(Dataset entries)
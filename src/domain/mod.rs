pub mod conflict;
pub mod models;
pub mod overdue;
pub mod quota;
pub mod reassignment;
pub mod recurrence;
pub mod task_tree;
pub mod time_block;
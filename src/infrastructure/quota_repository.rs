use crate::infrastructure::error::InfraError;
use crate::infrastructure::storage::run_blocking;
use async_trait::async_trait;
use chrono::NaiveDate;
use rusqlite::{params, OptionalExtension};
use std::collections::HashMap;
use std::path::{Path, PathBuf};
use std::sync::Mutex;

/// Per-day planned capacity. Days without an override use the default.
#[async_trait]
pub trait QuotaRepository: Send + Sync {
    async fn get_daily_quota(&self, date: NaiveDate) -> Result<u32, InfraError>;
    async fn set_daily_quota(&self, date: NaiveDate, minutes: u32) -> Result<(), InfraError>;
    /// Drops the override for `date`; returns whether one existed.
    async fn clear_daily_quota(&self, date: NaiveDate) -> Result<bool, InfraError>;
}

#[derive(Debug)]
pub struct InMemoryQuotaRepository {
    default_minutes: u32,
    overrides: Mutex<HashMap<NaiveDate, u32>>,
}

impl InMemoryQuotaRepository {
    pub fn new(default_minutes: u32) -> Self {
        Self {
            default_minutes,
            overrides: Mutex::new(HashMap::new()),
        }
    }

    fn overrides(&self) -> Result<std::sync::MutexGuard<'_, HashMap<NaiveDate, u32>>, InfraError> {
        self.overrides
            .lock()
            .map_err(|error| InfraError::Persistence(format!("quota store lock poisoned: {error}")))
    }
}

#[async_trait]
impl QuotaRepository for InMemoryQuotaRepository {
    async fn get_daily_quota(&self, date: NaiveDate) -> Result<u32, InfraError> {
        Ok(self
            .overrides()?
            .get(&date)
            .copied()
            .unwrap_or(self.default_minutes))
    }

    async fn set_daily_quota(&self, date: NaiveDate, minutes: u32) -> Result<(), InfraError> {
        self.overrides()?.insert(date, minutes);
        Ok(())
    }

    async fn clear_daily_quota(&self, date: NaiveDate) -> Result<bool, InfraError> {
        Ok(self.overrides()?.remove(&date).is_some())
    }
}

#[derive(Debug, Clone)]
pub struct SqliteQuotaRepository {
    db_path: PathBuf,
    default_minutes: u32,
}

impl SqliteQuotaRepository {
    pub fn new(db_path: impl AsRef<Path>, default_minutes: u32) -> Self {
        Self {
            db_path: db_path.as_ref().to_path_buf(),
            default_minutes,
        }
    }
}

#[async_trait]
impl QuotaRepository for SqliteQuotaRepository {
    async fn get_daily_quota(&self, date: NaiveDate) -> Result<u32, InfraError> {
        let default_minutes = self.default_minutes;
        run_blocking(&self.db_path, move |connection| {
            let minutes: Option<u32> = connection
                .query_row(
                    "SELECT minutes FROM daily_quotas WHERE date = ?1",
                    params![date.to_string()],
                    |row| row.get(0),
                )
                .optional()?;
            Ok(minutes.unwrap_or(default_minutes))
        })
        .await
    }

    async fn set_daily_quota(&self, date: NaiveDate, minutes: u32) -> Result<(), InfraError> {
        run_blocking(&self.db_path, move |connection| {
            connection.execute(
                "INSERT INTO daily_quotas (date, minutes)
                 VALUES (?1, ?2)
                 ON CONFLICT(date) DO UPDATE SET minutes = excluded.minutes",
                params![date.to_string(), minutes],
            )?;
            Ok(())
        })
        .await
    }

    async fn clear_daily_quota(&self, date: NaiveDate) -> Result<bool, InfraError> {
        run_blocking(&self.db_path, move |connection| {
            let removed = connection.execute(
                "DELETE FROM daily_quotas WHERE date = ?1",
                params![date.to_string()],
            )?;
            Ok(removed > 0)
        })
        .await
    }
}
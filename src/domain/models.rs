use chrono::{Datelike, Duration, NaiveDate, NaiveDateTime, NaiveTime};
use serde::{Deserialize, Serialize};
use std::collections::BTreeSet;

pub const MIN_PRIORITY: u8 = 1;
pub const MAX_PRIORITY: u8 = 4;
pub const PROJECT_TAG_PREFIX: &str = "project:";

#[derive(Debug, Clone, Copy, Serialize, Deserialize, PartialEq, Eq, Hash)]
#[serde(rename_all = "snake_case")]
pub enum EntityType {
    Task,
    Habit,
    Project,
    Manual,
}

impl EntityType {
    pub fn as_str(self) -> &'static str {
        match self {
            Self::Task => "task",
            Self::Habit => "habit",
            Self::Project => "project",
            Self::Manual => "manual",
        }
    }

    pub fn parse(value: &str) -> Option<Self> {
        match value.trim().to_ascii_lowercase().as_str() {
            "task" => Some(Self::Task),
            "habit" => Some(Self::Habit),
            "project" => Some(Self::Project),
            "manual" => Some(Self::Manual),
            _ => None,
        }
    }
}

/// Weak back-reference to the task, habit or project that owns an occurrence.
#[derive(Debug, Clone, Serialize, Deserialize, PartialEq, Eq, Hash)]
pub struct EntityRef {
    pub entity_type: EntityType,
    pub entity_id: String,
}

impl EntityRef {
    pub fn new(entity_type: EntityType, entity_id: impl Into<String>) -> Self {
        Self {
            entity_type,
            entity_id: entity_id.into(),
        }
    }

    pub fn task(entity_id: impl Into<String>) -> Self {
        Self::new(EntityType::Task, entity_id)
    }
}

#[derive(Debug, Clone, Copy, Serialize, Deserialize, PartialEq, Eq)]
#[serde(rename_all = "snake_case")]
pub enum EventStatus {
    Scheduled,
    Completed,
}

impl EventStatus {
    pub fn toggled(self) -> Self {
        match self {
            Self::Scheduled => Self::Completed,
            Self::Completed => Self::Scheduled,
        }
    }

    pub fn as_str(self) -> &'static str {
        match self {
            Self::Scheduled => "scheduled",
            Self::Completed => "completed",
        }
    }

    pub fn parse(value: &str) -> Option<Self> {
        match value.trim().to_ascii_lowercase().as_str() {
            "scheduled" => Some(Self::Scheduled),
            "completed" => Some(Self::Completed),
            _ => None,
        }
    }
}

#[derive(Debug, Clone, Copy, Serialize, Deserialize, PartialEq, Eq, Hash, PartialOrd, Ord)]
#[serde(rename_all = "snake_case")]
pub enum TimeBlock {
    Morning,
    Afternoon,
    Evening,
}

impl TimeBlock {
    pub const ALL: [TimeBlock; 3] = [Self::Morning, Self::Afternoon, Self::Evening];

    pub fn as_str(self) -> &'static str {
        match self {
            Self::Morning => "morning",
            Self::Afternoon => "afternoon",
            Self::Evening => "evening",
        }
    }

    pub fn parse(value: &str) -> Option<Self> {
        match value.trim().to_ascii_lowercase().as_str() {
            "morning" => Some(Self::Morning),
            "afternoon" => Some(Self::Afternoon),
            "evening" => Some(Self::Evening),
            _ => None,
        }
    }
}

fn default_interval() -> u32 {
    1
}

/// How an occurrence repeats, keyed by `frequency`.
///
/// Each variant only carries the fields that mean something for it. An
/// unrecognized `frequency` deserializes to [`RecurrenceConfig::Unknown`],
/// which the expander treats like `custom` (every day matches).
#[derive(Debug, Clone, Serialize, Deserialize, PartialEq, Eq)]
#[serde(tag = "frequency", rename_all = "kebab-case")]
pub enum RecurrenceConfig {
    Daily {
        #[serde(default = "default_interval")]
        interval: u32,
    },
    Weekly {
        #[serde(default = "default_interval")]
        interval: u32,
        #[serde(default)]
        days_of_week: BTreeSet<u8>,
    },
    BiWeekly {
        #[serde(default = "default_interval")]
        interval: u32,
        #[serde(default)]
        days_of_week: BTreeSet<u8>,
    },
    Monthly {
        #[serde(default = "default_interval")]
        interval: u32,
        #[serde(default)]
        days_of_month: BTreeSet<u32>,
    },
    Custom {
        #[serde(default = "default_interval")]
        interval: u32,
    },
    #[serde(other)]
    Unknown,
}

impl RecurrenceConfig {
    pub fn daily() -> Self {
        Self::Daily { interval: 1 }
    }

    pub fn weekly_on(days_of_week: impl IntoIterator<Item = u8>) -> Self {
        Self::Weekly {
            interval: 1,
            days_of_week: days_of_week.into_iter().collect(),
        }
    }

    pub fn monthly_on(days_of_month: impl IntoIterator<Item = u32>) -> Self {
        Self::Monthly {
            interval: 1,
            days_of_month: days_of_month.into_iter().collect(),
        }
    }

    /// Repeat multiplier with `0` treated as `1`.
    pub fn interval(&self) -> u32 {
        let raw = match self {
            Self::Daily { interval }
            | Self::Weekly { interval, .. }
            | Self::BiWeekly { interval, .. }
            | Self::Monthly { interval, .. }
            | Self::Custom { interval } => *interval,
            Self::Unknown => 1,
        };
        raw.max(1)
    }

    pub fn frequency_name(&self) -> &'static str {
        match self {
            Self::Daily { .. } => "daily",
            Self::Weekly { .. } => "weekly",
            Self::BiWeekly { .. } => "bi-weekly",
            Self::Monthly { .. } => "monthly",
            Self::Custom { .. } => "custom",
            Self::Unknown => "unknown",
        }
    }
}

/// A single concrete scheduled instant derived from a task, habit or manual entry.
#[derive(Debug, Clone, Serialize, Deserialize, PartialEq, Eq)]
pub struct TimeEvent {
    pub id: String,
    #[serde(flatten)]
    pub entity: EntityRef,
    pub title: String,
    pub description: Option<String>,
    pub starts_at: NaiveDateTime,
    pub duration_minutes: u32,
    pub time_block: Option<TimeBlock>,
    pub status: EventStatus,
    pub priority: Option<u8>,
    pub is_all_day: bool,
    pub recurrence: Option<RecurrenceConfig>,
}

impl TimeEvent {
    pub fn validate(&self) -> Result<(), String> {
        validate_non_empty(&self.id, "event.id")?;
        validate_non_empty(&self.entity.entity_id, "event.entity_id")?;
        validate_non_empty(&self.title, "event.title")?;
        if self.duration_minutes == 0 {
            return Err("event.duration_minutes must be > 0".to_string());
        }
        if let Some(priority) = self.priority {
            if !(MIN_PRIORITY..=MAX_PRIORITY).contains(&priority) {
                return Err(format!(
                    "event.priority must be between {MIN_PRIORITY} and {MAX_PRIORITY}"
                ));
            }
        }
        Ok(())
    }

    pub fn date(&self) -> NaiveDate {
        self.starts_at.date()
    }

    pub fn ends_at(&self) -> NaiveDateTime {
        self.starts_at + Duration::minutes(i64::from(self.duration_minutes))
    }

    pub fn is_completed(&self) -> bool {
        self.status == EventStatus::Completed
    }

    /// Substring check only; the tag value is never interpreted here.
    pub fn has_tag(&self, tag: &str) -> bool {
        let tag = tag.trim();
        !tag.is_empty()
            && self
                .description
                .as_deref()
                .map(|description| description.contains(tag))
                .unwrap_or(false)
    }

    pub fn has_project_tag(&self) -> bool {
        self.has_tag(PROJECT_TAG_PREFIX)
    }

    /// Projects this event onto another calendar day, keeping its time of day.
    pub fn occurrence_on(&self, date: NaiveDate) -> NaiveDateTime {
        date.and_time(self.starts_at.time())
    }
}

/// Inclusive range of calendar days.
#[derive(Debug, Clone, Copy, Serialize, Deserialize, PartialEq, Eq)]
pub struct DateRange {
    pub start: NaiveDate,
    pub end: NaiveDate,
}

impl DateRange {
    pub fn new(start: NaiveDate, end: NaiveDate) -> Result<Self, String> {
        if end < start {
            return Err("range.end must be >= range.start".to_string());
        }
        Ok(Self { start, end })
    }

    pub fn day(date: NaiveDate) -> Self {
        Self {
            start: date,
            end: date,
        }
    }

    /// The Sunday-to-Saturday week containing `date`.
    pub fn week_of(date: NaiveDate) -> Self {
        let offset = i64::from(date.weekday().num_days_from_sunday());
        let start = date - Duration::days(offset);
        Self {
            start,
            end: start + Duration::days(6),
        }
    }

    pub fn contains(&self, date: NaiveDate) -> bool {
        date >= self.start && date <= self.end
    }

    pub fn days(&self) -> Vec<NaiveDate> {
        self.start
            .iter_days()
            .take_while(|date| *date <= self.end)
            .collect()
    }
}

#[derive(Debug, Clone, Copy, Serialize, Deserialize, PartialEq, Eq)]
pub struct TimeBlockBoundaries {
    pub morning_start_hour: u32,
    pub afternoon_start_hour: u32,
    pub evening_start_hour: u32,
}

impl Default for TimeBlockBoundaries {
    fn default() -> Self {
        Self {
            morning_start_hour: 8,
            afternoon_start_hour: 12,
            evening_start_hour: 17,
        }
    }
}

impl TimeBlockBoundaries {
    pub fn validate(&self) -> Result<(), String> {
        if self.evening_start_hour > 23 {
            return Err("time_blocks.evening_start_hour must be <= 23".to_string());
        }
        if self.morning_start_hour >= self.afternoon_start_hour {
            return Err(
                "time_blocks.morning_start_hour must be before afternoon_start_hour".to_string(),
            );
        }
        if self.afternoon_start_hour >= self.evening_start_hour {
            return Err(
                "time_blocks.afternoon_start_hour must be before evening_start_hour".to_string(),
            );
        }
        Ok(())
    }

    pub fn nominal_start(&self, block: TimeBlock) -> NaiveTime {
        let hour = match block {
            TimeBlock::Morning => self.morning_start_hour,
            TimeBlock::Afternoon => self.afternoon_start_hour,
            TimeBlock::Evening => self.evening_start_hour,
        };
        NaiveTime::from_hms_opt(hour.min(23), 0, 0).unwrap_or(NaiveTime::MIN)
    }
}

/// Per-block occupancy limit. `None` leaves the block unconstrained.
#[derive(Debug, Clone, Copy, Default, Serialize, Deserialize, PartialEq, Eq)]
pub struct BlockCapacity {
    pub morning: Option<u32>,
    pub afternoon: Option<u32>,
    pub evening: Option<u32>,
}

impl BlockCapacity {
    pub fn limit_for(&self, block: TimeBlock) -> Option<u32> {
        match block {
            TimeBlock::Morning => self.morning,
            TimeBlock::Afternoon => self.afternoon,
            TimeBlock::Evening => self.evening,
        }
    }
}

#[derive(Debug, Clone, Copy, Serialize, Deserialize, PartialEq, Eq)]
pub struct ResizePolicy {
    pub step_minutes: u32,
    pub min_duration_minutes: u32,
}

impl Default for ResizePolicy {
    fn default() -> Self {
        Self {
            step_minutes: 15,
            min_duration_minutes: 15,
        }
    }
}

impl ResizePolicy {
    pub fn validate(&self) -> Result<(), String> {
        if self.step_minutes == 0 {
            return Err("resize.step_minutes must be > 0".to_string());
        }
        if self.min_duration_minutes == 0 {
            return Err("resize.min_duration_minutes must be > 0".to_string());
        }
        Ok(())
    }
}

pub(crate) fn validate_non_empty(value: &str, field_name: &str) -> Result<(), String> {
    if value.trim().is_empty() {
        return Err(format!("{field_name} must not be empty"));
    }
    Ok(())
}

* _Assignment_
Every line above in which the word "NaiveTime" is present must be copied into the answer.

* _Solution for this exercise_
use chrono::{Datelike, Duration, NaiveDate, NaiveDateTime, NaiveTime};
    pub fn nominal_start(&self, block: TimeBlock) -> NaiveTime {
        NaiveTime::from_hms_opt(hour.min(23), 0, 0).unwrap_or(NaiveTime::MIN)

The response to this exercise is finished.